Planet depends on usBy CAROL MATROO Saturday, November 28 2009
French President Nicolas Sarkozy yesterday said if countries do not reach an agreement on climate change at the United Nations (UN) talks in Copenhagen in December, then the meeting would be an historic failure.
“Either we take all the decisions or we take none. Copenhagen is 20 days ahead of us and we can no longer afford to be unambitious. The planet depends on this,” Sarkozy said during a news conference at the International Financial Centre in Port-of-Spain yesterday.
Sarkozy arrived yesterday morning from Brazil after climate talks with that country’s president Luis Inacio Lula De Silva.

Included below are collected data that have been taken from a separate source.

//! View state and its read accessors.
//!
//! ViewState is the single state container for the dashboard. It holds the
//! data fetched from the Directory Service, the derived user view, and the
//! small amount of UI state the terminal needs. Transitions live in sibling
//! modules (`directory_handler`, `search_input_handler`, `cursor_handler`);
//! each takes `&mut ViewState` and returns whatever I/O the shell must do.

use crate::model::{FetchFailure, PageNumber, Post, SortKey, User, UserId};
use crate::state::recompute::recompute_view;
use crate::state::SearchInput;
use chrono::{DateTime, Utc};

/// Default number of posts requested per page.
pub const DEFAULT_PAGE_SIZE: u32 = 5;

/// Which area receives keyboard input.
#[derive(Debug, Clone, Copy, PartialEq, Eq, Default)]
pub enum FocusPane {
    /// User list: cursor keys move the row highlight.
    #[default]
    Users,
    /// Search input: printable keys edit the search term.
    Search,
    /// Post pane: cursor keys scroll the posts.
    Posts,
}

/// Dashboard state. Pure data, no side effects.
///
/// # Invariants
///
/// - `visible_users` always equals
///   `recompute_view(&users, search.text(), sort_key)`; it is replaced
///   wholesale and never edited in place.
/// - `cursor < visible_users.len()` whenever `visible_users` is non-empty.
/// - `selection_generation` only grows; every SelectUser bumps it.
#[derive(Debug, Clone)]
pub struct ViewState {
    /// Full user list as last fetched.
    pub(crate) users: Vec<User>,
    /// When the current user list arrived.
    pub(crate) users_received_at: Option<DateTime<Utc>>,
    /// Filtered and sorted projection of `users`.
    pub(crate) visible_users: Vec<User>,
    /// Free-text search term with editing cursor.
    pub(crate) search: SearchInput,
    /// Active sort field.
    pub(crate) sort_key: SortKey,
    /// User whose posts are shown.
    pub(crate) selected_user: Option<UserId>,
    /// Posts accumulated across pages for `selected_user`.
    pub(crate) posts: Vec<Post>,
    /// Last page requested for `selected_user`.
    pub(crate) page: PageNumber,
    /// Posts requested per page.
    pub(crate) page_size: u32,
    /// Requests issued but not yet settled.
    pub(crate) in_flight: usize,
    /// Single shared error slot; each failure overwrites it.
    pub(crate) error: Option<FetchFailure>,
    /// Bumped by every SelectUser. Post responses carrying an older value are stale.
    pub(crate) selection_generation: u64,
    /// Highlighted row in `visible_users`.
    pub(crate) cursor: usize,

    /// Keyboard focus.
    pub focus: FocusPane,
    /// Vertical scroll offset of the post pane, in lines.
    pub post_scroll: u16,
    /// Whether the help overlay is shown.
    pub help_visible: bool,
}

impl ViewState {
    /// Empty state with the given sort key and page size.
    ///
    /// A page size of 0 is bumped to 1.
    pub fn new(sort_key: SortKey, page_size: u32) -> Self {
        Self {
            users: Vec::new(),
            users_received_at: None,
            visible_users: Vec::new(),
            search: SearchInput::default(),
            sort_key,
            selected_user: None,
            posts: Vec::new(),
            page: PageNumber::first(),
            page_size: page_size.max(1),
            in_flight: 0,
            error: None,
            selection_generation: 0,
            cursor: 0,
            focus: FocusPane::default(),
            post_scroll: 0,
            help_visible: false,
        }
    }

    /// Full user list as fetched.
    pub fn users(&self) -> &[User] {
        &self.users
    }

    /// Filtered/sorted view of the user list.
    pub fn visible_users(&self) -> &[User] {
        &self.visible_users
    }

    /// When the current user list arrived.
    pub fn users_received_at(&self) -> Option<DateTime<Utc>> {
        self.users_received_at
    }

    /// Search input with its editing cursor.
    pub fn search(&self) -> &SearchInput {
        &self.search
    }

    /// Search term as typed.
    pub fn search_term(&self) -> &str {
        self.search.text()
    }

    /// Active sort key.
    pub fn sort_key(&self) -> SortKey {
        self.sort_key
    }

    /// Id of the user whose posts are shown.
    pub fn selected_user_id(&self) -> Option<UserId> {
        self.selected_user
    }

    /// The selected user's record, looked up in the full list.
    pub fn selected_user(&self) -> Option<&User> {
        let id = self.selected_user?;
        self.users.iter().find(|user| user.id == id)
    }

    /// Posts accumulated across pages for the selected user.
    pub fn posts(&self) -> &[Post] {
        &self.posts
    }

    /// Last page requested for the selected user.
    pub fn page(&self) -> PageNumber {
        self.page
    }

    /// Posts requested per page.
    pub fn page_size(&self) -> u32 {
        self.page_size
    }

    /// True while any request is in flight.
    pub fn is_loading(&self) -> bool {
        self.in_flight > 0
    }

    /// Last fetch failure, if any.
    pub fn error(&self) -> Option<FetchFailure> {
        self.error
    }

    /// Error text for the header, if any.
    pub fn error_message(&self) -> Option<String> {
        self.error.map(|failure| failure.to_string())
    }

    /// Current selection generation; post tickets carrying another value are stale.
    pub fn selection_generation(&self) -> u64 {
        self.selection_generation
    }

    /// Index of the highlighted row in the visible list.
    pub fn cursor(&self) -> usize {
        self.cursor
    }

    /// User under the row cursor.
    pub fn highlighted_user(&self) -> Option<&User> {
        self.visible_users.get(self.cursor)
    }

    /// Whether the "Load More" control is offered.
    pub fn can_load_more(&self) -> bool {
        self.selected_user.is_some() && !self.posts.is_empty()
    }

    /// Switch the sort key and recompute the view.
    pub fn set_sort_key(&mut self, sort_key: SortKey) {
        self.sort_key = sort_key;
        self.refresh_view();
    }

    /// Toggle between the two sort keys.
    pub fn cycle_sort_key(&mut self) {
        self.set_sort_key(self.sort_key.cycle());
    }

    /// Replace the search input and recompute the view.
    pub fn set_search(&mut self, search: SearchInput) {
        self.search = search;
        self.refresh_view();
    }

    /// Recompute `visible_users` from the current inputs and clamp the cursor.
    pub(crate) fn refresh_view(&mut self) {
        self.visible_users = recompute_view(&self.users, self.search.text(), self.sort_key);
        self.cursor = self.cursor.min(self.visible_users.len().saturating_sub(1));
    }
}

impl Default for ViewState {
    fn default() -> Self {
        Self::new(SortKey::default(), DEFAULT_PAGE_SIZE)
    }
}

Although France is not a member of the Commonwealth, Sarkozy had requested to be given a chance to speak at the Commonwealth Heads of Government Meeting (CHOGM) which began yesterday at the Hyatt Regency in Port-of-Spain.
This was the first time that a French president had been invited to speak at a CHOGM.
Before addressing reporters, Sarkozy had a face-to-face meeting with Indian Prime Minister Manmohan Singh, which he said was interesting and productive.
Sarkozy said he was confident that India and its prime minister would be at Copenhagen for talks on the reduction of carbon emissions.
“We have entered into a very active negotiation phase.”
He said Singh disclosed India would soon reveal its plans to curb carbon emissions and believed that it was in India’s best interest to take part in the meeting. With over one billion people, India is the only major greenhouse gas emitting nation that has not yet revealed its plans to curb carbon emissions before talks begin in Copenhagen on December 7. The talks end on December 18.
“You would agree with me that it’s up to the Indian Prime Minister to announce what his position is on emissions and on Copenhagen, but I did make a point that we needed him to be there and that he had nothing to lose and everything to win, to gain by him being there.”
He added Singh had indicated that India would not produce more carbon than the average carbon production of other countries and that India would never stand in the way of an agreement in Copenhagen
Asked to comment on the irony of trying to reduce carbon emissions and Trinidad and Tobago’s intention of building a smelter plant, a plan which has provoked many protests by the people of this country, Sarkozy said no country should have to choose between growth and the environment.
“Copenhagen doesn’t mean the opposite of growth for the countries that need it. Nobody should have to choose between sustainable growth and the environment.
“China and the United States alone account for almost 50 percent of carbon emissions which is not the case for India, and whatever the significance for Trinidad and Tobago, I don’t think Trinidad and Tobago is at risk of upsetting the world’s carbon balance,” he said. Sarkozy also said that in agreement with Britain’s Prime Minister Gordon Brown it was suggested that at the end of the Copenhagen meeting US$10 billion be mobilised to provide financial aid to the poorest countries, 20 percent of which would be earmarked for combating deforestation which was one of the culprits in the fight against carbon emissions.
He said India would be eligible for additional financing. “India is a poor country. India must and deserves to be helped. With France, India has a very important agreement with respect to nuclear technology. I will be going to India next March, beginning of April to sign all these important agreements,” he said.
Asked if there would be a negative impact on the UN climate talks in the Dutch capital if US President Barack Obama did not attend, Sarkozy said, “You cannot let the affairs of the world boil down to a single head of state.”
Sarkozy said he had met with UN Secretary General Ban Ki-moon and Danish Prime Minister Lars Lokke Rasmussen and it was agreed that the decisive time for the issue to be addressed in Copenhagen was December 17 and 18.
“December 17 and 18 is the arbitration time. Heads of government have to be there at the same time in order to discuss, negotiate, find solutions, but if all of us are not there at the same time, then what kinds of solutions could we possibly come up with?”
Sarkozy said in Copenhagen, the leaders must decide what policies they should adopt before they were entered into, and suggested that a world environmental organisation be set up.